2The respondent brought a preliminary issue hearing for a determination that the applicant is barred by s. 55 of the Schedule from disputing its denials because he failed to attend several insurer’s examinations (“IEs”) required under s. 44.
PRELIMINARY ISSUE
3The preliminary issue to be determined is:
i. Whether the applicant is barred from proceeding with his application to the Tribunal pursuant to s. 55(2) of the Schedule as the respondent has provided the applicant with notice that it requires an examination under s. 44, but the applicant has not complied?
RESULT
4I find that the IE notices for the attendant care assessment and the psychological assessment did not comply with the Schedule. I also find that the respondent did not provide an IE notice in relation to the physiotherapy treatment plan.

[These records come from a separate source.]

//! Name registry consulted by the parser to resolve value-attachment ambiguity.

use std::collections::BTreeSet;

use crate::error::RegistrationError;

/// Pooled set of long and short names declared by the argument parsers of a command tree.
///
/// Whether `-n 4` is an option with a value or a flag followed by a positional argument
/// cannot be decided from syntax alone. Every argument parser therefore declares its names
/// here before any input is parsed; the registry is then handed to [`crate::parse_tokens`]
/// and no longer changes.
///
/// Names that were never declared follow a fixed default policy. Unknown long names take
/// a value (so `--foo bar` attaches `bar` to `foo`). Unknown short names are boolean
/// flags inside a cluster, but the last name of a cluster takes the next word (so
/// `-xyz bar` is `-x`, `-y` and `-z bar`).
#[derive(Clone, Debug, Default, PartialEq, Eq)]
pub struct FlagRegistry {
    long_flags: BTreeSet<String>,
    short_flags: BTreeSet<char>,
    long_options: BTreeSet<String>,
    short_options: BTreeSet<char>,
}

impl FlagRegistry {
    /// Returns a new, empty registry.
    pub fn new() -> Self {
        Self::default()
    }

    /// Declares a boolean flag. Declaring the same flag more than once is allowed.
    ///
    /// # Arguments
    ///
    /// * `long` - The long name of the flag, without leading dashes.
    /// * `short` - The optional single-character name of the flag.
    pub fn declare_flag(
        &mut self,
        long: &str,
        short: Option<char>,
    ) -> Result<(), RegistrationError> {
        if self.long_options.contains(long) {
            return Err(RegistrationError::ConflictingLongName(long.to_owned()));
        }
        if let Some(short) = short {
            if self.short_options.contains(&short) {
                return Err(RegistrationError::ConflictingShortName(short));
            }
        }

        tracing::debug!(target: "parse", "declaring flag --{long} {short:?}");

        self.long_flags.insert(long.to_owned());
        self.short_flags.extend(short);

        Ok(())
    }

    /// Declares an option that takes a value. Declaring the same option more than once is
    /// allowed.
    ///
    /// # Arguments
    ///
    /// * `long` - The long name of the option, without leading dashes.
    /// * `short` - The optional single-character name of the option.
    pub fn declare_option(
        &mut self,
        long: &str,
        short: Option<char>,
    ) -> Result<(), RegistrationError> {
        if self.long_flags.contains(long) {
            return Err(RegistrationError::ConflictingLongName(long.to_owned()));
        }
        if let Some(short) = short {
            if self.short_flags.contains(&short) {
                return Err(RegistrationError::ConflictingShortName(short));
            }
        }

        tracing::debug!(target: "parse", "declaring option --{long} {short:?}");

        self.long_options.insert(long.to_owned());
        self.short_options.extend(short);

        Ok(())
    }

    /// Returns whether the given long name was declared as a boolean flag.
    pub fn is_long_flag(&self, name: &str) -> bool {
        self.long_flags.contains(name)
    }

    /// Returns whether the given short name was declared as a boolean flag.
    pub fn is_short_flag(&self, name: char) -> bool {
        self.short_flags.contains(&name)
    }

    /// Returns whether the given long name was declared as an option taking a value.
    pub fn is_long_option(&self, name: &str) -> bool {
        self.long_options.contains(name)
    }

    /// Returns whether the given short name was declared as an option taking a value.
    pub fn is_short_option(&self, name: char) -> bool {
        self.short_options.contains(&name)
    }

    /// Returns whether a long name with no inline value should take the next word as its
    /// value. Only declared flags don't.
    pub fn long_takes_value(&self, name: &str) -> bool {
        !self.is_long_flag(name)
    }

    /// Returns whether a short name should take the rest of its cluster, or the next word,
    /// as its value. Only declared options do; see the type docs for names ending a
    /// cluster.
    pub fn short_takes_value(&self, name: char) -> bool {
        self.is_short_option(name)
    }

    /// Iterates over the declared boolean long names, in sorted order.
    pub fn long_flags(&self) -> impl Iterator<Item = &str> {
        self.long_flags.iter().map(String::as_str)
    }

    /// Iterates over the declared boolean short names, in sorted order.
    pub fn short_flags(&self) -> impl Iterator<Item = char> + '_ {
        self.short_flags.iter().copied()
    }
}

#[cfg(test)]
mod tests {
    use super::*;
    use anyhow::Result;
    use pretty_assertions::assert_eq;

    #[test]
    fn declarations_are_idempotent() -> Result<()> {
        let mut registry = FlagRegistry::new();
        registry.declare_flag("verbose", Some('v'))?;
        registry.declare_flag("verbose", Some('v'))?;
        registry.declare_option("name", Some('n'))?;
        registry.declare_option("name", Some('n'))?;

        assert_eq!(registry.long_flags().collect::<Vec<_>>(), ["verbose"]);
        assert_eq!(registry.short_flags().collect::<Vec<_>>(), ['v']);
        assert!(registry.is_long_option("name"));
        assert!(registry.is_short_option('n'));
        Ok(())
    }

    #[test]
    fn conflicting_long_name_is_rejected() -> Result<()> {
        let mut registry = FlagRegistry::new();
        registry.declare_flag("quiet", None)?;

        assert_eq!(
            registry.declare_option("quiet", None),
            Err(RegistrationError::ConflictingLongName("quiet".into()))
        );
        Ok(())
    }

    #[test]
    fn conflicting_short_name_is_rejected() -> Result<()> {
        let mut registry = FlagRegistry::new();
        registry.declare_option("number", Some('n'))?;

        assert_eq!(
            registry.declare_flag("dry-run", Some('n')),
            Err(RegistrationError::ConflictingShortName('n'))
        );
        assert!(!registry.is_long_flag("dry-run"));
        Ok(())
    }

    #[test]
    fn unknown_names_follow_default_policy() {
        let registry = FlagRegistry::new();

        // Unknown long names take a value; unknown short names only at the end of a
        // cluster, which the parser decides.
        assert!(registry.long_takes_value("anything"));
        assert!(!registry.short_takes_value('x'));
        assert!(!registry.is_short_flag('x'));
    }
}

5Therefore, I find that s. 55(1)2 does not apply because the respondent’s IE notices did not comply with the Schedule. The applicant is not precluded from applying to the Tribunal for failing to attend the IEs.
ANALYSIS
6The respondent denied the applicant’s claims for attendant care benefits, a psychological assessment and physiotherapy treatment on the basis that the applicant had sustained a predominantly “minor injury” and was subject to the MIG limit of $3,500.00.

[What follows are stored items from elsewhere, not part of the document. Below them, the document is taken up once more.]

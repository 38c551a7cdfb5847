//! Access to environment variables used as fallbacks for absent options.

use std::collections::HashMap;

/// Trait implemented by sources of environment variables.
pub trait Environment: Send + Sync {
    /// Returns the value of the named variable, if it is set.
    ///
    /// # Arguments
    ///
    /// * `name` - The name of the variable.
    fn var(&self, name: &str) -> Option<String>;
}

/// Reads variables from the environment of the current process.
#[derive(Clone, Copy, Debug, Default)]
pub struct ProcessEnvironment;

impl Environment for ProcessEnvironment {
    fn var(&self, name: &str) -> Option<String> {
        std::env::var(name).ok()
    }
}

impl Environment for HashMap<String, String> {
    fn var(&self, name: &str) -> Option<String> {
        self.get(name).cloned()
    }
}

/// An environment in which no variable is set.
#[derive(Clone, Copy, Debug, Default)]
pub struct EmptyEnvironment;

impl Environment for EmptyEnvironment {
    fn var(&self, _name: &str) -> Option<String> {
        None
    }
}
/// Monolithic error type for problems with how arguments were declared.
///
/// Problems with the *input* are never reported this way; they are carried by
/// [`crate::ParseFailure`].
#[derive(thiserror::Error, Debug)]
pub enum Error {
    /// The argument parsers of a command tree declared inconsistent names.
    #[error("invalid argument declarations: {0}")]
    Registration(#[from] argot_parser::RegistrationError),
}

7In doing so, the respondent scheduled IEs to determine whether the applicant’s injuries fell within the MIG and whether the benefits claimed were reasonable and necessary.
8The applicant did not attend any of these IEs as scheduled. The applicant submits that the respondent failed to comply with the Schedule in scheduling or requesting his attendance at the IEs.
9The respondent submits that its notices were proper and, pursuant to s. 55 of the Schedule, this application should therefore be dismissed since the applicant failed to attend the IEs.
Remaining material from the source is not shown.